EXERCISE DIRECTIONS:
If a line in the records below contains the word "load", copy it out.

INFORMATION:
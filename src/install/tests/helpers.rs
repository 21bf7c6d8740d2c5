//! Fake installer primitive and plugin host

use crate::install::error::{HostError, HostResult, InstallError, InstallResult};
use crate::install::traits::{InstallPhases, InstallReport, PackageInstaller, PluginHost};
use std::collections::BTreeSet;
use std::path::{Path, PathBuf};
use std::sync::atomic::{AtomicUsize, Ordering};
use std::sync::Mutex;

#[derive(Default)]
pub(crate) struct FakeHost {
    active: Mutex<BTreeSet<String>>,
    activations: AtomicUsize,
    deactivations: AtomicUsize,
    refuse_activation: bool,
}

impl FakeHost {
    pub(crate) fn with_active(basename: &str) -> Self {
        let host = Self::default();
        host.active.lock().unwrap().insert(basename.to_string());
        host
    }

    pub(crate) fn refusing_activation(mut self) -> Self {
        self.refuse_activation = true;
        self
    }

    pub(crate) fn activations(&self) -> usize {
        self.activations.load(Ordering::SeqCst)
    }

    pub(crate) fn deactivations(&self) -> usize {
        self.deactivations.load(Ordering::SeqCst)
    }
}

impl PluginHost for FakeHost {
    fn is_active(&self, basename: &str) -> HostResult<bool> {
        Ok(self.active.lock().unwrap().contains(basename))
    }

    fn activate(&self, basename: &str) -> HostResult<()> {
        self.activations.fetch_add(1, Ordering::SeqCst);
        if self.refuse_activation {
            return Err(HostError::Rejected {
                message: "fatal error during activation".to_string(),
            });
        }
        self.active.lock().unwrap().insert(basename.to_string());
        Ok(())
    }

    fn deactivate(&self, basename: &str) -> HostResult<()> {
        self.deactivations.fetch_add(1, Ordering::SeqCst);
        self.active.lock().unwrap().remove(basename);
        Ok(())
    }
}

/// Installer that drives the phases without touching the disk
#[derive(Default)]
pub(crate) struct FakeInstaller {
    pub(crate) refuse_connect: bool,
    pub(crate) fail_install: bool,
    pub(crate) skip_post_install: bool,
    pub(crate) runs: usize,
    pub(crate) connected: Vec<PathBuf>,
    pub(crate) packages: Vec<String>,
}

impl PackageInstaller for FakeInstaller {
    fn connect(&mut self, paths: &[PathBuf]) -> bool {
        self.connected = paths.to_vec();
        !self.refuse_connect
    }

    fn run(
        &mut self,
        package_url: &str,
        destination: &Path,
        phases: &mut dyn InstallPhases,
    ) -> InstallResult<InstallReport> {
        self.runs += 1;
        self.packages.push(package_url.to_string());

        phases.pre_install().map_err(|message| InstallError::Phase {
            phase: "pre_install",
            message,
        })?;
        if self.fail_install {
            return Err(InstallError::UnsupportedPackage {
                url: package_url.to_string(),
            });
        }
        if !self.skip_post_install {
            phases
                .post_install(destination)
                .map_err(|message| InstallError::Phase {
                    phase: "post_install",
                    message,
                })?;
        }
        Ok(InstallReport {
            destination: destination.to_path_buf(),
            backup: None,
        })
    }

    fn feedback(&self) -> Vec<String> {
        vec![format!("{} run(s)", self.runs)]
    }
}
//! Local directory installer
//!
//! Installs packages that are plain directories on this machine (a path or a
//! `file://` URL). Package URLs published by an update server (http, https or
//! protocol-relative) are only served from a package mirror: a local
//! directory configured by the operator, under which the URL path is looked
//! up. Without a mirror they are refused.

use crate::install::error::{InstallError, InstallResult};
use crate::install::traits::{InstallPhases, InstallReport, PackageInstaller};
use std::path::{Path, PathBuf};

#[derive(Debug, Default)]
pub struct LocalInstaller {
    feedback: Vec<String>,
    mirror: Option<PathBuf>,
}

impl LocalInstaller {
    pub fn new() -> Self {
        Self::default()
    }

    /// Installer resolving published package URLs under `mirror`
    pub fn with_mirror(mirror: impl Into<PathBuf>) -> Self {
        Self {
            feedback: Vec::new(),
            mirror: Some(mirror.into()),
        }
    }

    fn note(&mut self, line: String) {
        log::debug!("{}", line);
        self.feedback.push(line);
    }

    /// Remove whatever a failed copy left behind; false when that fails
    pub(crate) fn clear_partial(&mut self, destination: &Path) -> bool {
        if !destination.exists() {
            return true;
        }
        match std::fs::remove_dir_all(destination) {
            Ok(()) => true,
            Err(e) => {
                log::warn!("Could not clear partial install {:?}: {}", destination, e);
                self.note(format!("Clearing the partial install failed: {}", e));
                false
            }
        }
    }

    /// Directory a package URL names, published URLs going through the mirror
    pub fn source_for(&self, package_url: &str) -> InstallResult<PathBuf> {
        let trimmed = package_url.trim();
        let Some(url) = published_url(trimmed) else {
            return package_source(trimmed);
        };
        self.mirror
            .as_deref()
            .and_then(|mirror| mirrored_path(mirror, &url))
            .ok_or_else(|| InstallError::UnsupportedPackage {
                url: package_url.to_string(),
            })
    }
}

/// http(s) and protocol-relative URLs, as an update server publishes them
fn published_url(package_url: &str) -> Option<reqwest::Url> {
    if package_url.starts_with("//") {
        return reqwest::Url::parse(&format!("https:{}", package_url)).ok();
    }
    reqwest::Url::parse(package_url)
        .ok()
        .filter(|url| matches!(url.scheme(), "http" | "https"))
}

/// URL path joined under `mirror`; any segment that could leave it is refused
fn mirrored_path(mirror: &Path, url: &reqwest::Url) -> Option<PathBuf> {
    let segments: Vec<&str> = url.path_segments()?.filter(|s| !s.is_empty()).collect();
    if segments.is_empty() {
        return None;
    }
    let mut path = mirror.to_path_buf();
    for segment in segments {
        if segment == "." || segment == ".." || segment.contains(['%', '\\', ':']) {
            return None;
        }
        path.push(segment);
    }
    Some(path)
}

/// Filesystem path named by a local package reference
pub fn package_source(package_url: &str) -> InstallResult<PathBuf> {
    let unsupported = || InstallError::UnsupportedPackage {
        url: package_url.to_string(),
    };
    let trimmed = package_url.trim();
    if trimmed.is_empty() || trimmed.starts_with("//") {
        return Err(unsupported());
    }
    match reqwest::Url::parse(trimmed) {
        Ok(url) if url.scheme() == "file" => url.to_file_path().map_err(|_| unsupported()),
        // Single-letter schemes are Windows drive prefixes
        Ok(url) if url.scheme().len() > 1 => Err(unsupported()),
        _ => Ok(PathBuf::from(trimmed)),
    }
}

fn copy_dir_recursive(source: &Path, destination: &Path) -> std::io::Result<usize> {
    std::fs::create_dir_all(destination)?;
    let mut copied = 0;
    for entry in std::fs::read_dir(source)? {
        let entry = entry?;
        let target = destination.join(entry.file_name());
        if entry.file_type()?.is_dir() {
            copied += copy_dir_recursive(&entry.path(), &target)?;
        } else {
            std::fs::copy(entry.path(), &target)?;
            copied += 1;
        }
    }
    Ok(copied)
}

impl PackageInstaller for LocalInstaller {
    fn connect(&mut self, paths: &[PathBuf]) -> bool {
        for path in paths {
            if let Err(e) = std::fs::create_dir_all(path) {
                self.note(format!("Cannot use {}: {}", path.display(), e));
                return false;
            }
        }
        true
    }

    fn run(
        &mut self,
        package_url: &str,
        destination: &Path,
        phases: &mut dyn InstallPhases,
    ) -> InstallResult<InstallReport> {
        self.feedback.clear();

        let source = self.source_for(package_url)?;
        if !source.is_dir() {
            return Err(InstallError::MissingSource { path: source });
        }
        self.note(format!("Installing package from {}", source.display()));

        phases
            .pre_install()
            .map_err(|message| InstallError::Phase {
                phase: "pre_install",
                message,
            })?;

        let backup = phases
            .clear_destination(destination)
            .map_err(|message| InstallError::Phase {
                phase: "clear_destination",
                message,
            })?;
        if let Some(backup) = &backup {
            self.note(format!("Previous version moved to {}", backup.display()));
        }

        match copy_dir_recursive(&source, destination) {
            Ok(count) => self.note(format!("Copied {} files", count)),
            Err(source_err) => {
                let cleared = self.clear_partial(destination);
                match &backup {
                    Some(backup) if !cleared => {
                        self.note(format!("Previous version left at {}", backup.display()));
                    }
                    Some(backup) => match std::fs::rename(backup, destination) {
                        Ok(()) => self.note("Previous version restored".to_string()),
                        Err(e) => {
                            log::error!(
                                "Could not restore backup {:?} to {:?}: {}",
                                backup,
                                destination,
                                e
                            );
                            self.note(format!("Restoring the previous version failed: {}", e));
                        }
                    },
                    None => {}
                }
                return Err(InstallError::Copy {
                    destination: destination.to_path_buf(),
                    source: source_err,
                });
            }
        }

        phases
            .post_install(destination)
            .map_err(|message| InstallError::Phase {
                phase: "post_install",
                message,
            })?;

        if let Some(backup) = &backup {
            if let Err(e) = std::fs::remove_dir_all(backup) {
                log::warn!("Could not remove backup {:?}: {}", backup, e);
            }
        }
        self.note("Plugin installed successfully".to_string());

        Ok(InstallReport {
            destination: destination.to_path_buf(),
            backup,
        })
    }

    fn feedback(&self) -> Vec<String> {
        self.feedback.clone()
    }
}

REPLY TO THE EXERCISE:
        self.activations.load(Ordering::SeqCst)
        self.deactivations.load(Ordering::SeqCst)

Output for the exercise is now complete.